A Palestinian refugee from Gaza journey’s to his family’s hometown in present-day Tel Aviv. Standing on what used to be the village cemetery, he feels the ghosts of the past as he must reckon with the currently reality.

By Eitan Bronstein Aparicio (translated by Charles Kamen)

On International Human Rights Day, he took advantage of his basic rights and returned to Salameh, which today is known as Kfar Shalem. It is the first time he has visited the place where his parents were born. His father was born in 1936 and was 12 when he, along with the rest of the residents of the town, was forced to leave his home and move to the Gaza Strip where they still live today. I won’t mention his name so as not to endanger him.

He’s excited as we make our way to Salameh, growing quiet for a long time as we go from the village mosque and the mukhtar’s house. He spends some time on the exercise equipment in a local playground while his four-year-old nephew plays on the slides. The playground was erected on Salameh’s cemetery, of which nothing remains.

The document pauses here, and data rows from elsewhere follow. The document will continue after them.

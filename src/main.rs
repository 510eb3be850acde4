//! pygit CLI - a minimal content-addressed version-control engine

use std::path::PathBuf;
use std::process::ExitCode;

use clap::{Parser, Subcommand};

use pygit::ops::{self, CheckoutOptions, MergeOutcome};
use pygit::{read_blob, read_commit, read_tree, tree_delta, Hash, Head, ObjectKind, Repo};

#[derive(Parser)]
#[command(name = "pygit")]
#[command(about = "a minimal content-addressed version-control engine")]
#[command(version)]
struct Cli {
    /// repository path (searched upward for `.pygit`)
    #[arg(short, long, default_value = ".")]
    repo: PathBuf,

    #[command(subcommand)]
    command: Commands,
}

#[derive(Subcommand)]
enum Commands {
    /// initialize a new repository
    Init {
        #[arg(default_value = ".")]
        path: PathBuf,
    },

    /// stage paths for the next commit ("." stages the whole working tree)
    Add { paths: Vec<String> },

    /// unstage paths, optionally leaving the working-tree copy in place
    Rm {
        paths: Vec<String>,
        #[arg(long)]
        cached: bool,
    },

    /// record the staged tree as a new commit
    Commit {
        #[arg(short, long)]
        message: String,
    },

    /// show staged, unstaged and untracked changes
    Status,

    /// show first-parent commit history
    Log {
        #[arg(default_value = "HEAD")]
        rev: String,
        #[arg(short = 'n', long)]
        max_count: Option<usize>,
    },

    /// create, delete or list branches
    Branch {
        name: Option<String>,
        #[arg(short, long)]
        delete: Option<String>,
    },

    /// switch HEAD (and the working tree) to a branch or revision
    Checkout {
        target: String,
        #[arg(short = 'b', long = "create")]
        create_branch: bool,
        #[arg(long)]
        force: bool,
    },

    /// create, delete or list annotated tags
    Tag {
        name: Option<String>,
        #[arg(short, long)]
        message: Option<String>,
        #[arg(short, long)]
        delete: Option<String>,
    },

    /// show changes between two revisions
    Diff { rev1: String, rev2: String },

    /// merge a branch into HEAD
    Merge { branch: String },

    /// replay HEAD's branch on top of another revision
    Rebase { onto: String },

    /// stash or restore uncommitted changes
    Stash {
        #[command(subcommand)]
        action: Option<StashAction>,
    },

    /// remove untracked files from the working tree
    Clean {
        #[arg(long = "dry-run")]
        dry_run: bool,
    },

    /// get, set or list configuration values
    Config {
        #[command(subcommand)]
        action: ConfigAction,
    },

    /// show a commit and the delta it introduced
    Show {
        #[arg(default_value = "HEAD")]
        rev: String,
    },

    /// add, remove or list configured remotes
    Remote {
        #[command(subcommand)]
        action: RemoteAction,
    },

    /// clone a repository by copying its objects and refs locally
    Clone { source: PathBuf, destination: PathBuf },
}

#[derive(Subcommand)]
enum StashAction {
    /// snapshot the working tree and reset it to HEAD (default)
    Push { message: Option<String> },
    /// list stash entries, most recent first
    List,
    /// apply and drop the most recent stash entry
    Pop,
    /// apply the most recent stash entry without dropping it
    Apply,
}

#[derive(Subcommand)]
enum ConfigAction {
    Get { key: String },
    Set { key: String, value: String },
    Unset { key: String },
    List,
}

#[derive(Subcommand)]
enum RemoteAction {
    Add { name: String, url: String },
    Remove { name: String },
    List,
}

fn main() -> ExitCode {
    env_logger::init();
    let cli = Cli::parse();

    if let Err(e) = run(cli) {
        eprintln!("error: {}", e);
        ExitCode::FAILURE
    } else {
        ExitCode::SUCCESS
    }
}

fn run(cli: Cli) -> pygit::Result<()> {
    if let Commands::Init { path } = &cli.command {
        Repo::init(path)?;
        println!("initialized pygit repository at {}", path.display());
        return Ok(());
    }

    if let Commands::Clone { source, destination } = &cli.command {
        let src = Repo::discover(source)?;
        pygit::transport::clone_local(&src, destination)?;
        println!("cloned into {}", destination.display());
        return Ok(());
    }

    let repo = Repo::discover(&cli.repo)?;

    match cli.command {
        Commands::Init { .. } | Commands::Clone { .. } => unreachable!(),

        Commands::Add { paths } => {
            ops::add(&repo, &paths)?;
        }

        Commands::Rm { paths, cached } => {
            ops::rm(&repo, &paths, cached)?;
        }

        Commands::Commit { message } => {
            let id = ops::commit(&repo, &message)?;
            println!("{}", id);
        }

        Commands::Status => {
            let status = ops::status(&repo)?;
            if status.is_clean() {
                println!("nothing to commit, working tree clean");
            } else {
                if !status.staged.is_empty() {
                    println!("changes to be committed:");
                    for entry in &status.staged {
                        println!("  {}", entry);
                    }
                }
                if !status.unstaged.is_empty() {
                    println!("changes not staged for commit:");
                    for entry in &status.unstaged {
                        println!("  {}", entry);
                    }
                }
                if !status.untracked.is_empty() {
                    println!("untracked files:");
                    for path in &status.untracked {
                        println!("  {}", path);
                    }
                }
            }
        }

        Commands::Log { rev, max_count } => {
            for entry in ops::log(&repo, &rev, max_count)? {
                println!("{}", entry);
            }
        }

        Commands::Branch { name, delete } => {
            if let Some(name) = delete {
                pygit::delete_branch(&repo, &name)?;
                println!("deleted branch {}", name);
            } else if let Some(name) = name {
                let id = pygit::head_commit(&repo)?;
                pygit::write_branch(&repo, &name, &id)?;
                println!("created branch {}", name);
            } else {
                let current = match pygit::read_head(&repo)? {
                    Head::Attached(name) => Some(name),
                    Head::Detached(_) => None,
                };
                for branch in pygit::list_branches(&repo)? {
                    let marker = if Some(&branch) == current.as_ref() { "* " } else { "  " };
                    println!("{}{}", marker, branch);
                }
            }
        }

        Commands::Checkout {
            target,
            create_branch,
            force,
        } => {
            ops::checkout(
                &repo,
                &target,
                CheckoutOptions {
                    create_branch,
                    force,
                },
            )?;
            println!("switched to {}", target);
        }

        Commands::Tag { name, message, delete } => {
            if let Some(name) = delete {
                pygit::delete_tag(&repo, &name)?;
                println!("deleted tag {}", name);
            } else if let Some(name) = name {
                let target = pygit::head_commit(&repo)?;
                let identity = ops::current_identity(&repo)?;
                let now = unix_now();
                pygit::create_tag(
                    &repo,
                    &name,
                    target,
                    ObjectKind::Commit,
                    &identity,
                    now,
                    message.as_deref().unwrap_or(""),
                )?;
                println!("created tag {}", name);
            } else {
                for tag in pygit::list_tags(&repo)? {
                    println!("{}", tag);
                }
            }
        }

        Commands::Diff { rev1, rev2 } => {
            let tree1 = read_tree(&repo, &read_commit(&repo, &pygit::resolve_to_commit(&repo, &rev1)?)?.tree)?;
            let tree2 = read_tree(&repo, &read_commit(&repo, &pygit::resolve_to_commit(&repo, &rev2)?)?.tree)?;
            for entry in tree_delta(&tree1, &tree2) {
                println!("{}", entry);
                if entry.kind == pygit::ChangeKind::Modified {
                    if let (Some(old), Some(new)) = (tree1.get(&entry.path), tree2.get(&entry.path)) {
                        print_content_diff(&repo, old, new)?;
                    }
                }
            }
        }

        Commands::Merge { branch } => match ops::merge(&repo, &branch)? {
            MergeOutcome::UpToDate => println!("already up to date"),
            MergeOutcome::FastForward(id) => println!("fast-forwarded to {}", id),
            MergeOutcome::Merged(id) => println!("merged, new commit {}", id),
            MergeOutcome::Conflicts(paths) => {
                println!("conflicts in:");
                for path in paths {
                    println!("  {}", path);
                }
            }
        },

        Commands::Rebase { onto } => {
            let id = ops::rebase(&repo, &onto)?;
            println!("rebased onto {}", id);
        }

        Commands::Stash { action } => match action.unwrap_or(StashAction::Push { message: None }) {
            StashAction::Push { message } => {
                let id = ops::stash_push(&repo, message.as_deref())?;
                println!("{}", id);
            }
            StashAction::List => {
                for entry in ops::stash_list(&repo)? {
                    println!("{} {}", entry.id, entry.commit.message);
                }
            }
            StashAction::Pop => {
                let id = ops::stash_pop(&repo)?;
                println!("{}", id);
            }
            StashAction::Apply => {
                let id = ops::stash_apply(&repo)?;
                println!("{}", id);
            }
        },

        Commands::Clean { dry_run } => {
            let removed = ops::clean(&repo, dry_run)?;
            let verb = if dry_run { "would remove" } else { "removed" };
            for path in removed {
                println!("{} {}", verb, path);
            }
        }

        Commands::Config { action } => {
            let mut config = repo.config()?;
            match action {
                ConfigAction::Get { key } => {
                    if let Some(value) = config.get(&key) {
                        println!("{}", value);
                    }
                }
                ConfigAction::Set { key, value } => {
                    config.set(key, value);
                    repo.save_config(&config)?;
                }
                ConfigAction::Unset { key } => {
                    config.unset(&key)?;
                    repo.save_config(&config)?;
                }
                ConfigAction::List => {
                    for (key, value) in &config.settings {
                        println!("{}={}", key, value);
                    }
                }
            }
        }

        Commands::Show { rev } => {
            let (commit, delta) = ops::show(&repo, &rev)?;
            println!("commit {}", pygit::resolve_to_commit(&repo, &rev)?);
            println!("Author: {}", commit.author);
            println!();
            println!("    {}", commit.message);
            println!();
            for entry in delta {
                println!("{}", entry);
            }
        }

        Commands::Remote { action } => {
            let mut config = repo.config()?;
            match action {
                RemoteAction::Add { name, url } => {
                    config.add_remote(name, url)?;
                    repo.save_config(&config)?;
                }
                RemoteAction::Remove { name } => {
                    config.remove_remote(&name)?;
                    repo.save_config(&config)?;
                }
                RemoteAction::List => {
                    for remote in &config.remotes {
                        println!("{} {}", remote.name, remote.url);
                    }
                }
            }
        }
    }

    Ok(())
}

fn print_content_diff(repo: &Repo, old: &Hash, new: &Hash) -> pygit::Result<()> {
    let old_content = read_blob(repo, old)?;
    let new_content = read_blob(repo, new)?;
    let (Ok(old_text), Ok(new_text)) = (
        String::from_utf8(old_content),
        String::from_utf8(new_content),
    ) else {
        println!("  (binary content differs)");
        return Ok(());
    };
    print!("{}", pygit::file_diff(&old_text, &new_text));
    Ok(())
}

fn unix_now() -> i64 {
    use std::time::{SystemTime, UNIX_EPOCH};
    SystemTime::now()
        .duration_since(UNIX_EPOCH)
        .unwrap_or_default()
        .as_secs() as i64
}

The son of refugees from Salameh stands outside the village mosque. Today Salameh is known as 'Kfar Shalem' and is part of Tel Aviv. (photo: Eléonore Merza)

The son of refugees from Salameh stands outside the village mosque. Today Salameh is known as ‘Kfar Shalem’ and is part of Tel Aviv. (photo: Eléonore Merza)

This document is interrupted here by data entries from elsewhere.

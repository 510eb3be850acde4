use std::path::PathBuf;

use crate::Hash;

/// error type for pygit operations
#[derive(Debug, thiserror::Error)]
pub enum Error {
    #[error("not a pygit repository (or any parent up to {0})")]
    NotARepository(PathBuf),

    #[error("repository already exists at {0}")]
    RepoExists(PathBuf),

    #[error("bad revision: {0}")]
    BadRevision(String),

    #[error("ambiguous revision '{0}' matches multiple objects")]
    Ambiguous(String),

    #[error("ref not found: {0}")]
    RefNotFound(String),

    #[error("object not found: {0}")]
    ObjectNotFound(Hash),

    #[error("path not found in tree: {0}")]
    PathNotFound(String),

    #[error("already exists: {0}")]
    AlreadyExists(String),

    #[error("corrupt object {0}: {1}")]
    CorruptObject(Hash, String),

    #[error("HEAD is detached, but this operation requires an attached branch")]
    DetachedHead,

    #[error("no common ancestor between {0} and {1}")]
    NoCommonAncestor(Hash, Hash),

    #[error("usage: {0}")]
    Usage(String),

    #[error("checkout target not empty: {0}")]
    TargetNotEmpty(PathBuf),

    #[error("remote not found: {0}")]
    RemoteNotFound(String),

    #[error("config key not found: {0}")]
    ConfigKeyNotFound(String),

    #[error("invalid ref name: {0}")]
    InvalidRef(String),

    #[error("invalid hash hex: {0}")]
    InvalidHashHex(String),

    #[error("io error at {path}: {source}")]
    Io {
        path: PathBuf,
        #[source]
        source: std::io::Error,
    },

    #[error("json serialization error: {0}")]
    Json(#[from] serde_json::Error),

    #[error("config error: {0}")]
    Config(#[from] toml::de::Error),

    #[error("config serialization error: {0}")]
    ConfigSerialize(#[from] toml::ser::Error),

    #[error("lock contention on repository")]
    LockContention,
}

pub type Result<T> = std::result::Result<T, Error>;

/// helper to wrap io errors with path context
pub trait IoResultExt<T> {
    fn with_path(self, path: impl Into<PathBuf>) -> Result<T>;
}

impl<T> IoResultExt<T> for std::io::Result<T> {
    fn with_path(self, path: impl Into<PathBuf>) -> Result<T> {
        self.map_err(|source| Error::Io {
            path: path.into(),
            source,
        })
    }
}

When we arrive at the mosque he calls his father. Even before he tells him where is, his father asks whether he has already visited Salameh. He tells his father that although the village in which he was born has become a neighborhood in Tel Aviv, some of the original buildings and the winding village streets preserve its memory. His father doesn’t speak at length. “It must not be easy for him,” he says and asks me about the village school. His father, who had been a pupil there, asks whether it’s still standing. I take him to the school which today houses the offices of the National Insurance Institute. When the construction plans are complete and the remaining residents who currently live in Salameh’s buildings are evacuated, only the mosque will remain. Its dome was damaged by rioters in 2000 and has yet to be repaired.

I tell him about the struggles of the neighborhood’s residents, almost all of them Mizrahis, against their eviction by both the state and Israeli capitalists. We pass a ruined house on Street 4848, where a resident died as a result one of these violent incidents. I have no idea how much this interests him.

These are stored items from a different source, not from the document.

use std::collections::BTreeSet;
use std::fs;
use std::time::{SystemTime, UNIX_EPOCH};

use crate::dag::lowest_common_ancestor;
use crate::error::{Error, IoResultExt, Result};
use crate::hash::Hash;
use crate::index::write_index;
use crate::object::{read_blob, read_commit, read_tree, write_blob, write_commit, write_tree};
use crate::refs::{self, Head};
use crate::repo::Repo;
use crate::types::{Commit, Tree};

use super::checkout::materialize_tree;
use super::commit::current_identity;

#[derive(Debug, Clone, PartialEq, Eq)]
pub enum MergeOutcome {
    /// HEAD already contains `branch`
    UpToDate,
    /// HEAD moved forward to `branch`'s tip without a new commit
    FastForward(Hash),
    /// a merge commit was created
    Merged(Hash),
    /// these paths conflict and were left with conflict markers
    Conflicts(Vec<String>),
}

fn now() -> i64 {
    SystemTime::now()
        .duration_since(UNIX_EPOCH)
        .unwrap_or_default()
        .as_secs() as i64
}

/// merge `branch` into the current HEAD.
///
/// computes the lowest common ancestor of HEAD and `branch`, takes the
/// fast-forward path when possible, otherwise does a per-path three-way
/// merge: a path changed on only one side wins outright, a path changed
/// identically on both sides is kept, and anything else conflicts.
pub fn merge(repo: &Repo, branch: &str) -> Result<MergeOutcome> {
    let ours = refs::head_commit(repo)?;
    let theirs = refs::branch_commit(repo, branch)?;

    if ours == theirs {
        return Ok(MergeOutcome::UpToDate);
    }

    let base = lowest_common_ancestor(repo, ours, theirs)?
        .ok_or(Error::NoCommonAncestor(ours, theirs))?;

    if base == theirs {
        return Ok(MergeOutcome::UpToDate);
    }

    if base == ours {
        fast_forward_to(repo, theirs)?;
        return Ok(MergeOutcome::FastForward(theirs));
    }

    let base_tree = read_tree(repo, &read_commit(repo, &base)?.tree)?;
    let ours_tree = read_tree(repo, &read_commit(repo, &ours)?.tree)?;
    let theirs_tree = read_tree(repo, &read_commit(repo, &theirs)?.tree)?;

    let (mut merged_tree, conflicts) = merge_trees(&base_tree, &ours_tree, &theirs_tree);

    if !conflicts.is_empty() {
        write_conflict_markers(
            repo,
            &ours_tree,
            &theirs_tree,
            branch,
            &conflicts,
            &mut merged_tree,
        )?;
        write_index(repo, &merged_tree)?;
        return Ok(MergeOutcome::Conflicts(conflicts));
    }

    materialize_tree(repo, &merged_tree)?;
    write_index(repo, &merged_tree)?;

    let tree_id = write_tree(repo, &merged_tree)?;
    let identity = current_identity(repo)?;
    let message = format!("Merge branch '{}'", branch);
    let commit = Commit::new(tree_id, vec![ours, theirs], identity, now(), message);
    let commit_id = write_commit(repo, &commit)?;

    match refs::read_head(repo)? {
        Head::Attached(current_branch) => refs::write_branch(repo, &current_branch, &commit_id)?,
        Head::Detached(_) => refs::write_head_detached(repo, &commit_id)?,
    }

    Ok(MergeOutcome::Merged(commit_id))
}

fn merge_trees(base: &Tree, ours: &Tree, theirs: &Tree) -> (Tree, Vec<String>) {
    let mut result = Tree::empty();
    let mut conflicts = Vec::new();

    let all_paths: BTreeSet<&String> = base
        .paths()
        .chain(ours.paths())
        .chain(theirs.paths())
        .collect();

    for path in all_paths {
        let b = base.get(path);
        let o = ours.get(path);
        let t = theirs.get(path);

        if o == t {
            if let Some(hash) = o {
                result.insert(path.clone(), *hash);
            }
            continue;
        }

        if o == b {
            if let Some(hash) = t {
                result.insert(path.clone(), *hash);
            }
            continue;
        }

        if t == b {
            if let Some(hash) = o {
                result.insert(path.clone(), *hash);
            }
            continue;
        }

        conflicts.push(path.clone());
    }

    conflicts.sort();
    (result, conflicts)
}

/// write a conflict-marker file for each conflicted path and hash that
/// content into a blob, inserting it into `merged_tree` so the index
/// ends up holding the partially-merged tree rather than stale HEAD
/// state.
fn write_conflict_markers(
    repo: &Repo,
    ours: &Tree,
    theirs: &Tree,
    branch: &str,
    conflicts: &[String],
    merged_tree: &mut Tree,
) -> Result<()> {
    for path in conflicts {
        let ours_content = match ours.get(path) {
            Some(hash) => String::from_utf8_lossy(&read_blob(repo, hash)?).into_owned(),
            None => String::new(),
        };
        let theirs_content = match theirs.get(path) {
            Some(hash) => String::from_utf8_lossy(&read_blob(repo, hash)?).into_owned(),
            None => String::new(),
        };

        let merged = format!(
            "<<<<<<< HEAD\n{}=======\n{}>>>>>>> {}\n",
            ensure_trailing_newline(&ours_content),
            ensure_trailing_newline(&theirs_content),
            branch
        );

        let full = repo.root().join(path);
        if let Some(parent) = full.parent() {
            fs::create_dir_all(parent).with_path(parent)?;
        }
        fs::write(&full, &merged).with_path(&full)?;

        let blob_id = write_blob(repo, merged.as_bytes())?;
        merged_tree.insert(path.clone(), blob_id);
    }

    Ok(())
}

fn ensure_trailing_newline(s: &str) -> String {
    if s.is_empty() || s.ends_with('\n') {
        s.to_string()
    } else {
        format!("{}\n", s)
    }
}

fn fast_forward_to(repo: &Repo, target: Hash) -> Result<()> {
    let commit = read_commit(repo, &target)?;
    let tree = read_tree(repo, &commit.tree)?;

    materialize_tree(repo, &tree)?;
    write_index(repo, &tree)?;

    match refs::read_head(repo)? {
        Head::Attached(branch) => refs::write_branch(repo, &branch, &target)?,
        Head::Detached(_) => refs::write_head_detached(repo, &target)?,
    }

    Ok(())
}

#[cfg(test)]
mod tests {
    use super::*;
    use crate::ops::add::add;
    use crate::ops::checkout::{checkout, CheckoutOptions};
    use crate::ops::commit::commit;
    use tempfile::tempdir;

    fn test_repo() -> (tempfile::TempDir, Repo) {
        let dir = tempdir().unwrap();
        let repo_path = dir.path().join("repo");
        let repo = Repo::init(&repo_path).unwrap();
        (dir, repo)
    }

    #[test]
    fn test_merge_fast_forward() {
        let (_dir, repo) = test_repo();
        fs::write(repo.root().join("a.txt"), "v1").unwrap();
        add(&repo, &["a.txt".to_string()]).unwrap();
        commit(&repo, "base").unwrap();

        checkout(
            &repo,
            "feature",
            CheckoutOptions {
                create_branch: true,
                force: false,
            },
        )
        .unwrap();
        fs::write(repo.root().join("a.txt"), "v2").unwrap();
        add(&repo, &["a.txt".to_string()]).unwrap();
        commit(&repo, "on feature").unwrap();

        checkout(&repo, "main", CheckoutOptions::default()).unwrap();
        let outcome = merge(&repo, "feature").unwrap();

        assert!(matches!(outcome, MergeOutcome::FastForward(_)));
        assert_eq!(
            fs::read_to_string(repo.root().join("a.txt")).unwrap(),
            "v2"
        );
    }

    #[test]
    fn test_merge_up_to_date() {
        let (_dir, repo) = test_repo();
        fs::write(repo.root().join("a.txt"), "v1").unwrap();
        add(&repo, &["a.txt".to_string()]).unwrap();
        commit(&repo, "base").unwrap();
        refs::write_branch(&repo, "feature", &refs::head_commit(&repo).unwrap()).unwrap();

        assert_eq!(merge(&repo, "feature").unwrap(), MergeOutcome::UpToDate);
    }

    #[test]
    fn test_merge_clean_three_way() {
        let (_dir, repo) = test_repo();
        fs::write(repo.root().join("a.txt"), "base").unwrap();
        fs::write(repo.root().join("b.txt"), "base").unwrap();
        add(&repo, &[".".to_string()]).unwrap();
        commit(&repo, "base").unwrap();

        checkout(
            &repo,
            "feature",
            CheckoutOptions {
                create_branch: true,
                force: false,
            },
        )
        .unwrap();
        fs::write(repo.root().join("b.txt"), "changed on feature").unwrap();
        add(&repo, &["b.txt".to_string()]).unwrap();
        commit(&repo, "feature change").unwrap();

        checkout(&repo, "main", CheckoutOptions::default()).unwrap();
        fs::write(repo.root().join("a.txt"), "changed on main").unwrap();
        add(&repo, &["a.txt".to_string()]).unwrap();
        commit(&repo, "main change").unwrap();

        let outcome = merge(&repo, "feature").unwrap();
        assert!(matches!(outcome, MergeOutcome::Merged(_)));
        assert_eq!(
            fs::read_to_string(repo.root().join("a.txt")).unwrap(),
            "changed on main"
        );
        assert_eq!(
            fs::read_to_string(repo.root().join("b.txt")).unwrap(),
            "changed on feature"
        );
    }

    #[test]
    fn test_merge_conflict_writes_markers() {
        let (_dir, repo) = test_repo();
        fs::write(repo.root().join("a.txt"), "base").unwrap();
        add(&repo, &["a.txt".to_string()]).unwrap();
        commit(&repo, "base").unwrap();

        checkout(
            &repo,
            "feature",
            CheckoutOptions {
                create_branch: true,
                force: false,
            },
        )
        .unwrap();
        fs::write(repo.root().join("a.txt"), "feature version").unwrap();
        add(&repo, &["a.txt".to_string()]).unwrap();
        commit(&repo, "feature change").unwrap();

        checkout(&repo, "main", CheckoutOptions::default()).unwrap();
        fs::write(repo.root().join("a.txt"), "main version").unwrap();
        add(&repo, &["a.txt".to_string()]).unwrap();
        commit(&repo, "main change").unwrap();

        let outcome = merge(&repo, "feature").unwrap();
        assert_eq!(outcome, MergeOutcome::Conflicts(vec!["a.txt".to_string()]));

        let content = fs::read_to_string(repo.root().join("a.txt")).unwrap();
        assert!(content.contains("<<<<<<< HEAD"));
        assert!(content.contains("main version"));
        assert!(content.contains("======="));
        assert!(content.contains("feature version"));
        assert!(content.contains(">>>>>>> feature"));

        let index = crate::index::read_index(&repo).unwrap();
        let blob_id = index.get("a.txt").expect("conflicted path staged in index");
        let blob = read_blob(&repo, blob_id).unwrap();
        assert_eq!(blob, content.as_bytes());
    }
}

They slept in our house in Tel Aviv – only an hour’s drive from where they live today (assuming there is no delay at Erez Crossing), but based on his reactions it seems like a parallel universe. He is astonished by the variety of fruits and vegetables in the Carmel Market, not to mention the prices, which are double those in Gaza. Together we sit down in front of the television to watch a Champion’s League soccer game. “We also have a set like that, but the recent attack on Gaza destroyed it as well,” he notes bitterly. That gives him the opportunity to tell about their living conditions. “Palestinians in Gaza build their homes the same way they raise children. It never ends because they must continually rebuild after the destruction caused by Israel. After we finished building a new section of the house, the summer attack destroyed all the doors and windows. A tank shell penetrated the kitchen, destroyed the stove, the refrigerator and the range hood.”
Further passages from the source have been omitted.